Use Hugging Face's ControlNet to generate an image from text, conditioned on detected edges from another image.
Hugging Face's ControlNet allows to condition Stable Diffusion on various modalities. In this example we condition on edges detected by the Canny edge detector to keep our shape intact while generating an image with Stable Diffusion. This generates a new image based on the text prompt, but that still retains the structure of the control image. We visualize the whole generation process with Rerun.
The visualizations in this example were created with the following Rerun code.
rr.log("input/raw", rr.Image(image), timeless=True) rr.log("input/canny", rr.Image(canny_image), timeless=True)
The input image and control canny_image are marked as timeless and logged in rerun.
Timeless entities belong to all timelines (existing ones, and ones not yet created) and are shown leftmost in the time panel in the viewer. This is useful for entities that aren't part of normal data capture, but set the scene for how they are shown.

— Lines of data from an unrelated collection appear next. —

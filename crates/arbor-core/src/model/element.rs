//! Diagram element types: nodes, groups and edges.

use std::{fmt, str::FromStr};

use serde::Deserialize;

use crate::{identifier::Id, style::StyleSet};

/// A leaf vertex of the diagram.
///
/// Nodes are immutable once built. An enclosing group only affects a node
/// through style inheritance when the diagram is serialized.
///
/// # Examples
///
/// ```
/// use arbor_core::model::Node;
/// use arbor_core::style::{LinePattern, StyleSet};
///
/// let lambda = Node::new("Game Logic\nLambda")
///     .with_icon("aws/compute/lambda")
///     .with_style(StyleSet::new().with_pattern(LinePattern::Bold));
/// assert_eq!(lambda.icon(), Some("aws/compute/lambda"));
/// ```
#[derive(Debug, Clone, PartialEq)]
pub struct Node {
    id: Id,
    label: String,
    icon: Option<String>,
    style: StyleSet,
}

impl Node {
    /// Creates a node with a fresh identifier.
    pub fn new(label: impl Into<String>) -> Self {
        Self {
            id: Id::generate(),
            label: label.into(),
            icon: None,
            style: StyleSet::new(),
        }
    }

    /// Sets the icon reference passed to the asset resolver.
    pub fn with_icon(mut self, icon: impl Into<String>) -> Self {
        self.icon = Some(icon.into());
        self
    }

    pub fn with_style(mut self, style: StyleSet) -> Self {
        self.style = style;
        self
    }

    pub fn id(&self) -> Id {
        self.id
    }

    pub fn label(&self) -> &str {
        &self.label
    }

    pub fn icon(&self) -> Option<&str> {
        self.icon.as_deref()
    }

    pub fn style(&self) -> &StyleSet {
        &self.style
    }
}

impl fmt::Display for Node {
    fn fmt(&self, f: &mut fmt::Formatter<'_>) -> fmt::Result {
        write!(f, "node `{}` ({})", self.label, self.id.short())
    }
}

/// A named container rendered as a bounding region around its children.
///
/// Children are kept in insertion order. They can only be added through
/// [`Diagram::attach`](crate::model::Diagram::attach) and its helpers, which
/// enforce the single-parent and acyclicity rules.
#[derive(Debug, Clone, PartialEq)]
pub struct Group {
    id: Id,
    label: Option<String>,
    style: StyleSet,
    children: Vec<Id>,
}

impl Group {
    /// Creates a labeled group with a fresh identifier.
    pub fn new(label: impl Into<String>) -> Self {
        Self {
            label: Some(label.into()),
            ..Self::unlabeled()
        }
    }

    /// Creates a group without a label.
    pub fn unlabeled() -> Self {
        Self {
            id: Id::generate(),
            label: None,
            style: StyleSet::new(),
            children: Vec::new(),
        }
    }

    pub fn with_style(mut self, style: StyleSet) -> Self {
        self.style = style;
        self
    }

    pub fn id(&self) -> Id {
        self.id
    }

    pub fn label(&self) -> Option<&str> {
        self.label.as_deref()
    }

    pub fn style(&self) -> &StyleSet {
        &self.style
    }

    /// Direct children in insertion order.
    pub fn children(&self) -> &[Id] {
        &self.children
    }

    pub(crate) fn push_child(&mut self, child: Id) {
        self.children.push(child);
    }

    pub(crate) fn set_style(&mut self, style: StyleSet) {
        self.style = style;
    }
}

impl fmt::Display for Group {
    fn fmt(&self, f: &mut fmt::Formatter<'_>) -> fmt::Result {
        match &self.label {
            Some(label) => write!(f, "group `{}` ({})", label, self.id.short()),
            None => write!(f, "group ({})", self.id.short()),
        }
    }
}

/// Arrowhead placement of an edge.
#[derive(Debug, Default, Clone, Copy, PartialEq, Eq, Hash, Deserialize)]
#[serde(rename_all = "snake_case")]
pub enum EdgeDirection {
    /// Arrow at the target (default)
    #[default]
    Forward,
    /// Arrow at the source
    Reverse,
    /// Arrows at both ends
    Both,
    /// No arrowheads
    None,
}

impl EdgeDirection {
    /// Returns the Graphviz `dir` value.
    pub fn as_dot(self) -> &'static str {
        match self {
            Self::Forward => "forward",
            Self::Reverse => "back",
            Self::Both => "both",
            Self::None => "none",
        }
    }
}

impl FromStr for EdgeDirection {
    type Err = &'static str;

    fn from_str(s: &str) -> Result<Self, Self::Err> {
        match s {
            "forward" | "->" => Ok(Self::Forward),
            "reverse" | "back" | "<-" => Ok(Self::Reverse),
            "both" | "<->" => Ok(Self::Both),
            "none" | "-" => Ok(Self::None),
            _ => Err("Invalid edge direction"),
        }
    }
}

/// A styled relation between two nodes or groups.
///
/// Endpoints are not checked when the edge is built; the diagram verifies
/// them when it is serialized. Any number of edges may connect the same
/// pair of elements and each is kept distinct.
#[derive(Debug, Clone, PartialEq)]
pub struct Edge {
    id: Id,
    source: Id,
    target: Id,
    style: StyleSet,
    direction: EdgeDirection,
}

impl Edge {
    /// Creates a forward edge from `source` to `target`.
    pub fn new(source: Id, target: Id) -> Self {
        Self {
            id: Id::generate(),
            source,
            target,
            style: StyleSet::new(),
            direction: EdgeDirection::Forward,
        }
    }

    pub fn with_direction(mut self, direction: EdgeDirection) -> Self {
        self.direction = direction;
        self
    }

    pub fn with_style(mut self, style: StyleSet) -> Self {
        self.style = style;
        self
    }

    /// Sets the edge label, keeping the rest of the style.
    pub fn with_label(mut self, label: impl Into<String>) -> Self {
        self.style = self.style.with_label(label);
        self
    }

    pub fn id(&self) -> Id {
        self.id
    }

    pub fn source(&self) -> Id {
        self.source
    }

    pub fn target(&self) -> Id {
        self.target
    }

    pub fn style(&self) -> &StyleSet {
        &self.style
    }

    pub fn direction(&self) -> EdgeDirection {
        self.direction
    }
}

#[cfg(test)]
mod tests {
    use super::*;
    use crate::style::{LinePattern, StyleKey, StyleValue};

    #[test]
    fn test_node_builder() {
        let node = Node::new("API Gateway")
            .with_icon("aws/network/api-gateway")
            .with_style(StyleSet::new().with_pattern(LinePattern::Dotted));

        assert_eq!(node.label(), "API Gateway");
        assert_eq!(node.icon(), Some("aws/network/api-gateway"));
        assert!(node.style().contains(StyleKey::LinePattern));
    }

    #[test]
    fn test_each_element_gets_own_id() {
        let a = Node::new("a");
        let b = Node::new("a");
        let g = Group::new("g");
        let e = Edge::new(a.id(), b.id());

        assert_ne!(a.id(), b.id());
        assert_ne!(g.id(), a.id());
        assert_ne!(e.id(), a.id());
    }

    #[test]
    fn test_group_labels() {
        assert_eq!(Group::new("VPC").label(), Some("VPC"));
        assert_eq!(Group::unlabeled().label(), None);
        assert!(Group::new("VPC").children().is_empty());
    }

    #[test]
    fn test_edge_defaults_to_forward() {
        let edge = Edge::new(Id::generate(), Id::generate());
        assert_eq!(edge.direction(), EdgeDirection::Forward);
        assert!(edge.style().is_empty());
    }

    #[test]
    fn test_edge_label_keeps_style() {
        let edge = Edge::new(Id::generate(), Id::generate())
            .with_style(StyleSet::new().with_pattern(LinePattern::Dashed))
            .with_label("response");

        assert_eq!(
            edge.style().get(StyleKey::LinePattern),
            Some(&StyleValue::Pattern(LinePattern::Dashed))
        );
        assert_eq!(
            edge.style().get(StyleKey::Label),
            Some(&StyleValue::Text("response".to_string()))
        );
    }

    #[test]
    fn test_edge_direction_from_str() {
        assert_eq!("forward".parse(), Ok(EdgeDirection::Forward));
        assert_eq!("<-".parse(), Ok(EdgeDirection::Reverse));
        assert_eq!("both".parse(), Ok(EdgeDirection::Both));
        assert_eq!("none".parse(), Ok(EdgeDirection::None));
        assert!("sideways".parse::<EdgeDirection>().is_err());
    }

    #[test]
    fn test_edge_direction_dot_values() {
        assert_eq!(EdgeDirection::Forward.as_dot(), "forward");
        assert_eq!(EdgeDirection::Reverse.as_dot(), "back");
        assert_eq!(EdgeDirection::Both.as_dot(), "both");
        assert_eq!(EdgeDirection::None.as_dot(), "none");
    }
}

This designation ensures their constant availability across all timelines in Rerun, aiding in consistent comparison and documentation.
rr.log("positive_prompt", rr.TextDocument(prompt), timeless=True) rr.log("negative_prompt", rr.TextDocument(negative_prompt), timeless=True)
The positive and negative prompt used for generation is logged to Rerun.
We use a custom callback function for ControlNet that logs the output and the latent values at each timestep, which makes it possible for us to view all timesteps of the generation in Rerun.
def controlnet_callback( iteration: int, timestep: float, latents: torch.Tensor, pipeline: StableDiffusionXLControlNetPipeline ) -> None: rr.set_time_sequence("iteration", iteration) rr.set_time_seconds("timestep", timestep) rr.log("output", rr.Image(image)) rr.log("latent", rr.Tensor(latents.squeeze(), dim_names=["channel", "height", "width"]))
rr.log("output", rr.Image(images))
Finally we log the output image generated by ControlNet.
To run this example, make sure you have the Rerun repository checked out and the latest SDK installed:
# Setup pip install --upgrade rerun-sdk # install the latest Rerun SDK git clone git@github.com:rerun-io/rerun.git # Clone the repository cd rerun git checkout latest # Check out the commit matching the latest SDK release
Install the necessary libraries specified in the requirements file:
pip install -e examples/python/controlnet
To experiment with the provided example, simply execute the main Python script:
python -m controlnet
You can specify your own image and prompts using
python -m controlnet [--img-path IMG_PATH] [--prompt PROMPT] [--negative-prompt NEGATIVE_PROMPT]
This example requires a machine with CUDA backend available for pytorch (GPU) to work.